「緑茶が健康にいい」とは昔からよく言われていますよね。その理由として、カテキンを思い浮かべる人は多いと思いますが、実はもっとすごいパワーが!
それは、緑茶に含まれる「テアニン」。カテキンは渋み成分なのに対し、テアニンは緑茶の旨味・甘みの成分で、リラックス効果があることなどが知られています。そしてさらに今回、この「テアニン」の新たな可能性が、サントリー食品インターナショナルと九州大学・久山町研究との共同研究によって確認されたそうなんです。

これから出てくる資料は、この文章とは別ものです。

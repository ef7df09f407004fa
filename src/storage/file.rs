//! Memory-mapped file storage.
//!
//! A [`FileStorage`] owns one open file and one read-only mapping of its full
//! length. Both are acquired in the constructor and released together when
//! the storage is dropped, so every live handle (including views) can read
//! the mapped bytes without further checks.

use std::fmt;
use std::fs::File;
use std::io::{self, BufWriter, Write};
use std::path::{Path, PathBuf};
use std::sync::Arc;

use log::{debug, warn};
use memmap2::{Mmap, MmapOptions};
use serde::{Deserialize, Serialize};
use tempfile::NamedTempFile;

use crate::error::{PikeError, Result};
use crate::storage::{Storage, StorageKind, StoragePointer};

/// Configuration for creating and mapping files.
#[derive(Debug, Clone, PartialEq, Eq, Serialize, Deserialize)]
#[serde(default)]
pub struct FileStorageConfig {
    /// Buffer size used when writing file contents.
    pub buffer_size: usize,

    /// Whether to sync a newly written file to disk before mapping it.
    pub sync_writes: bool,

    /// Whether to prefault the mapping when it is created.
    pub populate: bool,
}

impl Default for FileStorageConfig {
    fn default() -> Self {
        FileStorageConfig {
            buffer_size: 65536, // 64KB
            sync_writes: false,
            populate: false,
        }
    }
}

impl FileStorageConfig {
    /// Set the write buffer size. Zero disables buffering.
    pub fn with_buffer_size(mut self, buffer_size: usize) -> Self {
        self.buffer_size = buffer_size;
        self
    }

    /// Sync newly written files before mapping them.
    pub fn with_sync_writes(mut self, sync_writes: bool) -> Self {
        self.sync_writes = sync_writes;
        self
    }

    /// Prefault mappings.
    pub fn with_populate(mut self, populate: bool) -> Self {
        self.populate = populate;
        self
    }
}

/// A read-only memory mapping of a whole file.
///
/// Not `Clone`: the descriptor and mapping are a single OS resource and are
/// released exactly once, in `Drop`.
pub struct FileStorage {
    path: PathBuf,
    file: File,
    /// `None` for zero-length files, which cannot be mapped portably.
    mmap: Option<Mmap>,
}

impl FileStorage {
    /// Write `size` bytes to `path` and map the result.
    ///
    /// The file is written beside `path` and renamed over it, replacing any
    /// previous file. With `data`, its first `size` bytes are written and a
    /// shorter slice is rejected before the file system is touched; without
    /// it the file is zero-filled.
    ///
    /// # Example
    ///
    /// ```
    /// use pike::storage::Storage;
    /// use pike::storage::file::FileStorage;
    ///
    /// # fn main() -> pike::error::Result<()> {
    /// let dir = tempfile::tempdir()?;
    /// let path = dir.path().join("zeros.bin");
    ///
    /// let storage = FileStorage::create(&path, 8, None)?;
    /// assert_eq!(storage.data(), &[0u8; 8]);
    /// # Ok(())
    /// # }
    /// ```
    pub fn create<P: AsRef<Path>>(
        path: P,
        size: usize,
        data: Option<&[u8]>,
    ) -> Result<StoragePointer> {
        Self::create_with_config(path, size, data, &FileStorageConfig::default())
    }

    /// Like [`create`](Self::create), with explicit write and mapping options.
    pub fn create_with_config<P: AsRef<Path>>(
        path: P,
        size: usize,
        data: Option<&[u8]>,
        config: &FileStorageConfig,
    ) -> Result<StoragePointer> {
        let path = path.as_ref();

        let contents = match data {
            Some(source) => Some(
                source
                    .get(..size)
                    .ok_or_else(|| PikeError::invalid_range(0, size, source.len()))?,
            ),
            None => None,
        };

        write_file(path, size, contents, config)?;
        debug!("Created {} ({size} bytes)", path.display());

        let storage = Self::open_with_config(path, config)?;
        Ok(Arc::new(storage))
    }

    /// Open `path` and map its full current length.
    pub fn open<P: AsRef<Path>>(path: P) -> Result<Self> {
        Self::open_with_config(path, &FileStorageConfig::default())
    }

    /// Like [`open`](Self::open), with explicit mapping options.
    pub fn open_with_config<P: AsRef<Path>>(path: P, config: &FileStorageConfig) -> Result<Self> {
        let path = path.as_ref().to_path_buf();

        let file = File::open(&path).map_err(|e| PikeError::open_failed(&path, e))?;
        let metadata = file.metadata().map_err(|e| PikeError::open_failed(&path, e))?;
        if metadata.is_dir() {
            return Err(PikeError::map_failed(
                &path,
                io::Error::from(io::ErrorKind::IsADirectory),
            ));
        }

        let len = metadata.len();
        let len = usize::try_from(len).map_err(|_| {
            PikeError::map_failed(
                &path,
                io::Error::other(format!("{len} bytes exceeds the address space")),
            )
        })?;

        let mmap = if len == 0 {
            None
        } else {
            let mut options = MmapOptions::new();
            options.len(len);
            if config.populate {
                options.populate();
            }

            // SAFETY: the mapping is read-only and lives no longer than `file`.
            // Callers must not truncate the file while it is mapped; files
            // written here are replaced by rename, never truncated in place.
            let mmap = unsafe { options.map(&file) }.map_err(|e| PikeError::map_failed(&path, e))?;
            Some(mmap)
        };

        debug!("Mapped {} ({len} bytes)", path.display());

        Ok(FileStorage { path, file, mmap })
    }

    /// The path this storage was opened from.
    pub fn path(&self) -> &Path {
        &self.path
    }
}

/// Fill a temporary file next to `path` with `size` bytes and rename it over
/// `path`.
///
/// Existing mappings of `path` keep the replaced inode, so a storage can be
/// written over the file it is mapped from.
fn write_file(
    path: &Path,
    size: usize,
    contents: Option<&[u8]>,
    config: &FileStorageConfig,
) -> Result<()> {
    let fail = |e: io::Error| PikeError::write_failed(path, e);

    let dir = match path.parent() {
        Some(parent) if !parent.as_os_str().is_empty() => parent,
        _ => Path::new("."),
    };
    let temp_file = NamedTempFile::new_in(dir).map_err(fail)?;

    let temp_file = match contents {
        Some(bytes) => {
            let mut writer = BufWriter::with_capacity(config.buffer_size.max(1), temp_file);
            writer.write_all(bytes).map_err(fail)?;
            writer.into_inner().map_err(|e| fail(e.into_error()))?
        }
        None => {
            temp_file.as_file().set_len(size as u64).map_err(fail)?;
            temp_file
        }
    };

    if config.sync_writes {
        temp_file.as_file().sync_all().map_err(fail)?;
    }

    temp_file.persist(path).map_err(|e| fail(e.error))?;
    Ok(())
}

impl Storage for FileStorage {
    fn data(&self) -> &[u8] {
        match &self.mmap {
            Some(mmap) => &mmap[..],
            None => &[],
        }
    }

    fn kind(&self) -> StorageKind {
        StorageKind::File
    }
}

impl Drop for FileStorage {
    fn drop(&mut self) {
        let mapped = self.mmap.as_ref().map_or(0, |mmap| mmap.len());

        match self.file.metadata() {
            Ok(metadata) if metadata.len() != mapped as u64 => warn!(
                "{} changed length while mapped ({mapped} -> {} bytes)",
                self.path.display(),
                metadata.len()
            ),
            Ok(_) => {}
            Err(e) => warn!("Could not stat {} on release: {e}", self.path.display()),
        }

        // Unmap before the descriptor is closed with the remaining fields.
        drop(self.mmap.take());
        debug!("Released {} ({mapped} bytes)", self.path.display());
    }
}

impl fmt::Debug for FileStorage {
    fn fmt(&self, f: &mut fmt::Formatter<'_>) -> fmt::Result {
        f.debug_struct("FileStorage")
            .field("path", &self.path)
            .field("size", &self.size())
            .finish()
    }
}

さて、「久山町研究」のことはご存知でしょうか? 説明してくださったのは、同研究の代表を務める九州大学大学院医学研究室 衛生・公衆衛生学分野 教授の二宮利治先生です。
「福岡県久山町の住民は、全国の平均とほぼ同じ年齢・職業分布になっています。そこで、日本人の代表的なサンプル集団として60年前から住民を対象にした疫学調査を実施。今までに約1万人の住民を対象に詳細な健康情報を収集し、我が国のコホート研究※の実現に貢献してきました」
※疾病の要因と発生の関連を調べる検察的研究のこと
まずは高血圧の調査からスタートし、現在では認知症、糖尿病など、研究テーマは生活習慣病全体に広がっているのだそう。

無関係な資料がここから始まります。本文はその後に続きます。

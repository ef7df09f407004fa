//! Storage abstraction layer for Pike.
//!
//! This module exposes a single read-only byte source contract shared by heap
//! buffers, memory-mapped files and bounded views into either. Code that
//! consumes bytes takes a [`StoragePointer`] and never needs to know which
//! backend produced it.
//!
//! # Architecture
//!
//! - **Storage trait**: `data()`/`size()` plus the derived conversions
//! - **StoragePointer**: `Arc<dyn Storage>`, the shared handle every factory returns
//! - **create_view**: slices a handle without copying, keeping the parent alive
//!
//! # Storage Types
//!
//! ## MemoryStorage
//! - Owns a fixed-size heap buffer
//! - Mutable only while uniquely owned, frozen by `into_shared`
//!
//! ## FileStorage
//! - Owns an open file and its read-only memory mapping
//! - Unmapped and closed exactly once when the last handle drops
//!
//! ## ViewStorage
//! - A `[offset, offset + size)` window into another storage
//!
//! # Example
//!
//! ```
//! use pike::storage::Storage;
//! use pike::storage::memory::MemoryStorage;
//!
//! # fn main() -> pike::error::Result<()> {
//! let storage = MemoryStorage::from_slice(b"hello, world").into_shared();
//!
//! let view = storage.create_view(5, 7)?;
//! assert_eq!(view.data(), b"world");
//!
//! // A size of zero means "through the end".
//! let tail = storage.create_view(0, 7)?;
//! assert_eq!(tail.data(), b"world");
//! # Ok(())
//! # }
//! ```

use std::fmt;
use std::path::Path;
use std::sync::Arc;

use log::trace;
use serde::{Deserialize, Serialize};

use crate::error::Result;

pub mod file;
pub mod memory;
pub mod view;

use file::FileStorage;
use memory::MemoryStorage;
use view::ViewStorage;

/// Shared, immutable handle to any storage backend.
pub type StoragePointer = Arc<dyn Storage>;

/// The backing representation of a storage.
#[derive(Debug, Clone, Copy, PartialEq, Eq, Serialize, Deserialize)]
#[serde(rename_all = "lowercase")]
pub enum StorageKind {
    /// Heap-allocated buffer.
    Memory,
    /// Memory-mapped file.
    File,
    /// Window into another storage.
    View,
}

impl fmt::Display for StorageKind {
    fn fmt(&self, f: &mut fmt::Formatter<'_>) -> fmt::Result {
        match self {
            StorageKind::Memory => write!(f, "memory"),
            StorageKind::File => write!(f, "file"),
            StorageKind::View => write!(f, "view"),
        }
    }
}

/// A read-only window over bytes of known length.
///
/// Implementations must return a slice of exactly `size()` bytes from
/// `data()`, and the slice must stay valid for as long as the storage itself.
/// An empty storage returns an empty slice.
pub trait Storage: Send + Sync + fmt::Debug {
    /// The bytes exposed by this storage.
    fn data(&self) -> &[u8];

    /// Number of bytes exposed by this storage.
    fn size(&self) -> usize {
        self.data().len()
    }

    /// Whether the storage holds no bytes.
    fn is_empty(&self) -> bool {
        self.size() == 0
    }

    /// The backing representation.
    fn kind(&self) -> StorageKind;

    /// Write these bytes to `path` and map the result.
    ///
    /// Any previous file at `path` is replaced, even the one the receiver is
    /// mapped from. The receiver is left untouched and any I/O failure is
    /// returned as is.
    ///
    /// # Example
    ///
    /// ```
    /// use pike::storage::Storage;
    /// use pike::storage::memory::MemoryStorage;
    ///
    /// # fn main() -> pike::error::Result<()> {
    /// let dir = tempfile::tempdir()?;
    /// let path = dir.path().join("blob.bin");
    ///
    /// let memory = MemoryStorage::from_slice(b"persist me");
    /// let file = memory.to_file_storage(&path)?;
    /// assert_eq!(file.data(), b"persist me");
    /// # Ok(())
    /// # }
    /// ```
    fn to_file_storage(&self, path: &Path) -> Result<StoragePointer> {
        FileStorage::create(path, self.size(), Some(self.data()))
    }

    /// Copy these bytes into a new heap buffer.
    fn to_memory_storage(&self) -> StoragePointer {
        trace!("Copying {} bytes of {} storage to memory", self.size(), self.kind());
        MemoryStorage::from_slice(self.data()).into_shared()
    }
}

impl dyn Storage {
    /// Create a view over `[offset, offset + size)` of this storage.
    ///
    /// A `size` of zero selects everything from `offset` to the end. Ranges
    /// that do not fit are rejected with
    /// [`PikeError::InvalidRange`](crate::error::PikeError::InvalidRange);
    /// nothing is clamped. The view holds a reference to this storage, so the
    /// bytes stay valid after every other handle is dropped.
    pub fn create_view(self: &Arc<Self>, size: usize, offset: usize) -> Result<StoragePointer> {
        let size = if size == 0 {
            self.size().saturating_sub(offset)
        } else {
            size
        };
        let view = ViewStorage::new(Arc::clone(self), size, offset)?;
        Ok(Arc::new(view))
    }
}

#[cfg(test)]
mod tests {
    use super::*;
    use crate::error::PikeError;

    fn sample() -> StoragePointer {
        MemoryStorage::from_slice(b"0123456789").into_shared()
    }

    #[test]
    fn test_create_view_bounds() {
        let storage = sample();

        let view = storage.create_view(3, 2).unwrap();
        assert_eq!(view.size(), 3);
        assert_eq!(view.data(), b"234");
        assert_eq!(view.kind(), StorageKind::View);

        let view = storage.create_view(10, 0).unwrap();
        assert_eq!(view.data(), storage.data());
    }

    #[test]
    fn test_create_view_zero_size_means_rest() {
        let storage = sample();

        assert_eq!(storage.create_view(0, 0).unwrap().data(), b"0123456789");
        assert_eq!(storage.create_view(0, 6).unwrap().data(), b"6789");

        let empty = storage.create_view(0, 10).unwrap();
        assert!(empty.is_empty());
        assert_eq!(empty.data(), b"");
    }

    #[test]
    fn test_create_view_rejects_out_of_range() {
        let storage = sample();

        let err = storage.create_view(5, 6).unwrap_err();
        match err {
            PikeError::InvalidRange {
                offset,
                size,
                available,
            } => {
                assert_eq!(offset, 6);
                assert_eq!(size, 5);
                assert_eq!(available, 10);
            }
            other => panic!("Expected InvalidRange, got {other:?}"),
        }

        assert!(storage.create_view(0, 11).unwrap_err().is_invalid_range());
        assert!(storage.create_view(1, 11).unwrap_err().is_invalid_range());
        assert!(
            storage
                .create_view(usize::MAX, 1)
                .unwrap_err()
                .is_invalid_range()
        );
    }

    #[test]
    fn test_view_outlives_source_handle() {
        let storage = sample();
        let view = storage.create_view(4, 3).unwrap();
        drop(storage);

        assert_eq!(view.data(), b"3456");
    }

    #[test]
    fn test_to_memory_storage_copies() {
        let storage = sample();
        let view = storage.create_view(4, 2).unwrap();

        let copy = view.to_memory_storage();
        assert_eq!(copy.kind(), StorageKind::Memory);
        assert_eq!(copy.size(), 4);
        assert_eq!(copy.data(), b"2345");
        assert_ne!(copy.data().as_ptr(), view.data().as_ptr());
    }

    #[test]
    fn test_storage_kind_display() {
        assert_eq!(StorageKind::Memory.to_string(), "memory");
        assert_eq!(StorageKind::File.to_string(), "file");
        assert_eq!(StorageKind::View.to_string(), "view");
        assert_eq!(
            serde_json::to_string(&StorageKind::View).unwrap(),
            "\"view\""
        );
    }
}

「認知症は世界でも大きな問題となっており、特にアジアで患者数が増えてくると言われています。久山町研究では65歳以上の久山町住民を対象に追跡調査を行い、日本の認知症患者数は2025年には700万人に見込まれると導き出しました。さらに、どんな生活をしている人が認知症を発症しないのか、予防のために気をつけたい危険因子も続けて探求しています」
このデータは厚生労働省が発表している将来推計に引用され、国民の健康調査に大きく役立てられているのです。
そのほか、脳卒中、虚血性心疾患、肥満、メタボリックシンドロームの実態と危険因子を解明するなど、久山町研究は多くの成果を上げてきています。そして新たにあきらかにしたという、「テアニン」の可能性とは…。
「テアニン」は茶葉特有のアミノ酸で、お茶に含まれるアミノ酸の60%以上を占めています。
「煎茶1杯あたり約8mg、それに比べて玉露や抹茶だと1杯あたり約40mgと、上質な茶葉ほど多く含まれています」
そのほか、深蒸し茶もテアニンを多く含んでいるそう。
テアニンは摂取後約1時間をピークに速やかに代謝され、グルタミン酸とエチルアミンに分解されて24時間以上血清中に残存します。
「今回の共同研究には7年を費やし、緑茶をよく飲んでいる人ほど血清中に残存するエチルアミンの濃度が高いと確認出来ました」
何と、
緑茶を1日4杯以上飲んでいる人は1杯の人より4倍
も濃度が高かったんですって!
そして注目したいのがこの研究結果です!
今まで、血清エチルアミンの濃度と2型糖尿病発症の関係を検討した疫学研究はなかったそうですが、今回の研究により、血清エチルアミンの濃度が高いほど2型糖尿病の発症リスクが低下すると確認出来たのだそう。
「なかでも〈65歳未満〉〈境界型糖尿病〉〈肥満者〉の群が30%も発症リスクが低下すると確認出来ました」
この研究は論文でも発表され、米国糖尿病学会の専門誌「Diabetes Care」のオンラインでも取り上げているのだとか。
境界型糖尿病とは、「糖尿病」と診断されるほどではないものの、正常より血糖値が高い状態でいわば予備軍。また、肥満は2型糖尿病を発症しやすい傾向にあるとされています。つまり
糖尿病発症リスクが高い人でも
血清エチルアミンの濃度が高くなればそのリスクは低下する
ということ。緑茶を飲むことは糖尿病予防につながる可能性があるわけです。
糖尿病ではないものの、人間ドックなどで血糖値がやや高いと指摘されたことがあったり、「糖尿病は心配だけど、糖質制限はなかなか難しくて」という人は、1日4杯以上の緑茶を飲む習慣、早速今日から始めてみては?